I hope the readers of this book (especially the young women dabbling in ED behavior) can recognize that Hornbacher is NOT a model of what recovery looks like.

Rating: 5 stars
Summary: The author looks deeper
Review: I don't think this book can be called simply an account of having an eating disorder. Its not all about wanting to be thin, or wanting the perfect body. It's really about not wanting to be at all. Marya finds, when finally she in a mental home, that she hates herself. She felt she had to be perfect: the perfect daughter, the perfect student, the perfect beauty. When she realized that this could never happen, that this pipe dream of perfection is an abstraction, she wanted to be nothing, invisible, as opposed to having to live life flawed. She tried to become nothing through many means, not just through starvation, but through drugs, promiscuous sex, self-mutilation. The appeal of her story is the bare-nakedness with which she delivers. There are no excuses made or blame placed, she simply tells what happened to her, and looks for a parallel in behavior with others. There is no attempt to tack on a positive ending about recovery that isn't there. She doesn't harp on a cliched message to give the book depth. But in the end, you can see that she battled a variety of problems in her mind.
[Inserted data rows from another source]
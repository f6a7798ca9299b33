//! Retry policy for the atomic counter operations.
//!
//! Counter updates retry up to 3 times with linear backoff (50ms per
//! attempt). Every other operation is single-shot: failed snake upserts are
//! re-issued by the world's dirty-id bookkeeping on the next tick, so
//! retrying them here would only duplicate writes.

use std::thread;
use std::time::Duration;

use tracing::warn;

use crate::models::{
    EconomyParams, EconomyPeriod, Settings, SnakeEvent, SnakeRecord, User, WorldChunk,
};
use crate::{Result, Storage};

const MAX_ATTEMPTS: u32 = 3;
const BACKOFF_STEP_MS: u64 = 50;

/// Decorator adding the counter retry policy to any [`Storage`].
pub struct RetryingStorage<S> {
    inner: S,
}

impl<S: Storage> RetryingStorage<S> {
    pub fn new(inner: S) -> Self {
        Self { inner }
    }

    pub fn inner(&self) -> &S {
        &self.inner
    }

    fn with_retries<T>(&self, op_name: &str, mut op: impl FnMut() -> Result<T>) -> Result<T> {
        let mut last_err = None;
        for attempt in 1..=MAX_ATTEMPTS {
            match op() {
                Ok(value) => return Ok(value),
                Err(err) => {
                    warn!(%err, attempt, op = op_name, "counter update failed");
                    last_err = Some(err);
                    if attempt < MAX_ATTEMPTS {
                        thread::sleep(Duration::from_millis(BACKOFF_STEP_MS * attempt as u64));
                    }
                }
            }
        }
        Err(last_err.expect("at least one attempt"))
    }
}

impl<S: Storage> Storage for RetryingStorage<S> {
    fn list_users(&self) -> Result<Vec<User>> {
        self.inner.list_users()
    }

    fn get_user_by_username(&self, username: &str) -> Result<Option<User>> {
        self.inner.get_user_by_username(username)
    }

    fn get_user_by_id(&self, user_id: &str) -> Result<Option<User>> {
        self.inner.get_user_by_id(user_id)
    }

    fn put_user(&self, user: &User) -> Result<()> {
        self.inner.put_user(user)
    }

    fn list_snakes(&self) -> Result<Vec<SnakeRecord>> {
        self.inner.list_snakes()
    }

    fn get_snake_by_id(&self, snake_id: &str) -> Result<Option<SnakeRecord>> {
        self.inner.get_snake_by_id(snake_id)
    }

    fn put_snake(&self, snake: &SnakeRecord) -> Result<()> {
        self.inner.put_snake(snake)
    }

    fn delete_snake(&self, snake_id: &str) -> Result<()> {
        self.inner.delete_snake(snake_id)
    }

    fn get_world_chunk(&self, chunk_id: &str) -> Result<Option<WorldChunk>> {
        self.inner.get_world_chunk(chunk_id)
    }

    fn put_world_chunk(&self, chunk: &WorldChunk) -> Result<()> {
        self.inner.put_world_chunk(chunk)
    }

    fn append_snake_event(&self, event: &SnakeEvent) -> Result<()> {
        self.inner.append_snake_event(event)
    }

    fn get_settings(&self, settings_id: &str) -> Result<Option<Settings>> {
        self.inner.get_settings(settings_id)
    }

    fn put_settings(&self, settings: &Settings) -> Result<()> {
        self.inner.put_settings(settings)
    }

    fn get_economy_params_active(&self) -> Result<Option<EconomyParams>> {
        self.inner.get_economy_params_active()
    }

    fn put_economy_params_active_and_versioned(
        &self,
        params: &EconomyParams,
        updated_by: &str,
    ) -> Result<EconomyParams> {
        self.inner
            .put_economy_params_active_and_versioned(params, updated_by)
    }

    fn get_economy_period(&self, period_key: &str) -> Result<Option<EconomyPeriod>> {
        self.inner.get_economy_period(period_key)
    }

    fn put_economy_period(&self, period: &EconomyPeriod) -> Result<()> {
        self.inner.put_economy_period(period)
    }

    fn increment_user_balance(&self, user_id: &str, delta: i64) -> Result<i64> {
        self.with_retries("increment_user_balance", || {
            self.inner.increment_user_balance(user_id, delta)
        })
    }

    fn increment_economy_period_delta_m_buy(&self, period_key: &str, delta: i64) -> Result<i64> {
        self.with_retries("increment_economy_period_delta_m_buy", || {
            self.inner
                .increment_economy_period_delta_m_buy(period_key, delta)
        })
    }

    fn health_check(&self) -> Result<()> {
        self.inner.health_check()
    }

    fn reset_for_dev(&self) -> Result<()> {
        self.inner.reset_for_dev()
    }
}

#[cfg(test)]
mod tests {
    use std::sync::atomic::{AtomicU32, Ordering};

    use super::*;
    use crate::{MemoryStorage, StorageConfig, StorageError};

    /// Fails the first `fail_count` counter updates, then delegates.
    struct Flaky {
        inner: MemoryStorage,
        fail_count: u32,
        calls: AtomicU32,
    }

    impl Flaky {
        fn new(fail_count: u32) -> Self {
            let inner = MemoryStorage::new(StorageConfig::from_env());
            inner
                .put_user(&crate::models::User {
                    user_id: "1".to_string(),
                    username: "u".to_string(),
                    ..Default::default()
                })
                .unwrap();
            Self {
                inner,
                fail_count,
                calls: AtomicU32::new(0),
            }
        }
    }

    impl Storage for Flaky {
        fn list_users(&self) -> Result<Vec<User>> {
            self.inner.list_users()
        }
        fn get_user_by_username(&self, username: &str) -> Result<Option<User>> {
            self.inner.get_user_by_username(username)
        }
        fn get_user_by_id(&self, user_id: &str) -> Result<Option<User>> {
            self.inner.get_user_by_id(user_id)
        }
        fn put_user(&self, user: &User) -> Result<()> {
            self.inner.put_user(user)
        }
        fn list_snakes(&self) -> Result<Vec<SnakeRecord>> {
            self.inner.list_snakes()
        }
        fn get_snake_by_id(&self, snake_id: &str) -> Result<Option<SnakeRecord>> {
            self.inner.get_snake_by_id(snake_id)
        }
        fn put_snake(&self, snake: &SnakeRecord) -> Result<()> {
            self.inner.put_snake(snake)
        }
        fn delete_snake(&self, snake_id: &str) -> Result<()> {
            self.inner.delete_snake(snake_id)
        }
        fn get_world_chunk(&self, chunk_id: &str) -> Result<Option<WorldChunk>> {
            self.inner.get_world_chunk(chunk_id)
        }
        fn put_world_chunk(&self, chunk: &WorldChunk) -> Result<()> {
            self.inner.put_world_chunk(chunk)
        }
        fn append_snake_event(&self, event: &SnakeEvent) -> Result<()> {
            self.inner.append_snake_event(event)
        }
        fn get_settings(&self, settings_id: &str) -> Result<Option<Settings>> {
            self.inner.get_settings(settings_id)
        }
        fn put_settings(&self, settings: &Settings) -> Result<()> {
            self.inner.put_settings(settings)
        }
        fn get_economy_params_active(&self) -> Result<Option<EconomyParams>> {
            self.inner.get_economy_params_active()
        }
        fn put_economy_params_active_and_versioned(
            &self,
            params: &EconomyParams,
            updated_by: &str,
        ) -> Result<EconomyParams> {
            self.inner
                .put_economy_params_active_and_versioned(params, updated_by)
        }
        fn get_economy_period(&self, period_key: &str) -> Result<Option<EconomyPeriod>> {
            self.inner.get_economy_period(period_key)
        }
        fn put_economy_period(&self, period: &EconomyPeriod) -> Result<()> {
            self.inner.put_economy_period(period)
        }

        fn increment_user_balance(&self, user_id: &str, delta: i64) -> Result<i64> {
            let call = self.calls.fetch_add(1, Ordering::SeqCst);
            if call < self.fail_count {
                return Err(StorageError::Unavailable("simulated".to_string()));
            }
            self.inner.increment_user_balance(user_id, delta)
        }

        fn increment_economy_period_delta_m_buy(
            &self,
            period_key: &str,
            delta: i64,
        ) -> Result<i64> {
            self.inner
                .increment_economy_period_delta_m_buy(period_key, delta)
        }

        fn health_check(&self) -> Result<()> {
            self.inner.health_check()
        }
        fn reset_for_dev(&self) -> Result<()> {
            self.inner.reset_for_dev()
        }
    }

    #[test]
    fn counter_retries_then_succeeds() {
        let store = RetryingStorage::new(Flaky::new(2));
        assert_eq!(store.increment_user_balance("1", 10).unwrap(), 10);
        assert_eq!(store.inner().calls.load(Ordering::SeqCst), 3);
    }

    #[test]
    fn counter_gives_up_after_three_attempts() {
        let store = RetryingStorage::new(Flaky::new(5));
        assert!(store.increment_user_balance("1", 10).is_err());
        assert_eq!(store.inner().calls.load(Ordering::SeqCst), 3);
    }
}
I can't think of this book in just one fashion. I can't think of it as just a story about a severely anorexic girl. The story within is such a multi-dimensional one that embodies a variety of problems, with the theme of self-hatred running throughout.

Rating: 4 stars
Summary: A No-Holds-Barred Look at Anorexia
Review: This book is incredible - the author hides nothing in her struggle with anorexia, which began when she was quite young. As a non-anorexic, one thing which astonished me is how the author remembered, in excruciating detail, what she ate at various meals, sometimes years before. (I can barely remember what I ate for breakfast this morning!) The fixation on eating, or on not eating, is truly extreme. The story is a real page-turner: the author's struggle is one she almost lost. Another point in the book which was interesting, although it is a minor issue, is the author's dealings with men - she describes a lot of anonymous, casual sex, and somehow I linked this with her disease, although she doesn't really link the two.The only criticism I have is how did the author overcome her disease? The author gives her treatment very short shrift - I would like to see another book discussing this issue. But, even so, if you suffer from this disease or, like me, are curious about it, this is the book for you.

Rating: 5 stars
Summary: An indepth view of E.D
Review: This book was definetly a page turner. As an anorexic, I found this book to be the best in telling a person what goes in someone's head with this disease. I related to a lot of what Marya so thoughtfully shared with the rest of the world.

Rating: 5 stars
Summary: An indepth view...
Review: My therapist recommended this book to me. I opened it thinking it was just another book telling you what eating disorders are. Wrong. This book was a page turner. I am an anoretic and Marya's thinking of why she was doing this to herself answered a lot of my questions. I highly recommend this book to anyone who wants to shed a little light of what goes on an anorexic or bulimic mind.

Rating: 5 stars
Summary: truthful
Review: It was one of the most honest books I have ever read on eating disorders. I would recommend this to anyone who has or is affected by someone with an eating disorder.

Rating: 5 stars
Summary: Touching, Heartbreaking, Honest
Review: This book made me cry time and again. I couldn't put it down. I realized the truly psychological aspects of eating disorders. I don't have an eating disorder, but I don't think that it could serve as a replacement for therapy for a person that did have one. It is a wonderful book, but keep in mind that it is not a cure. If you do have an eating disorder, get help from a professional.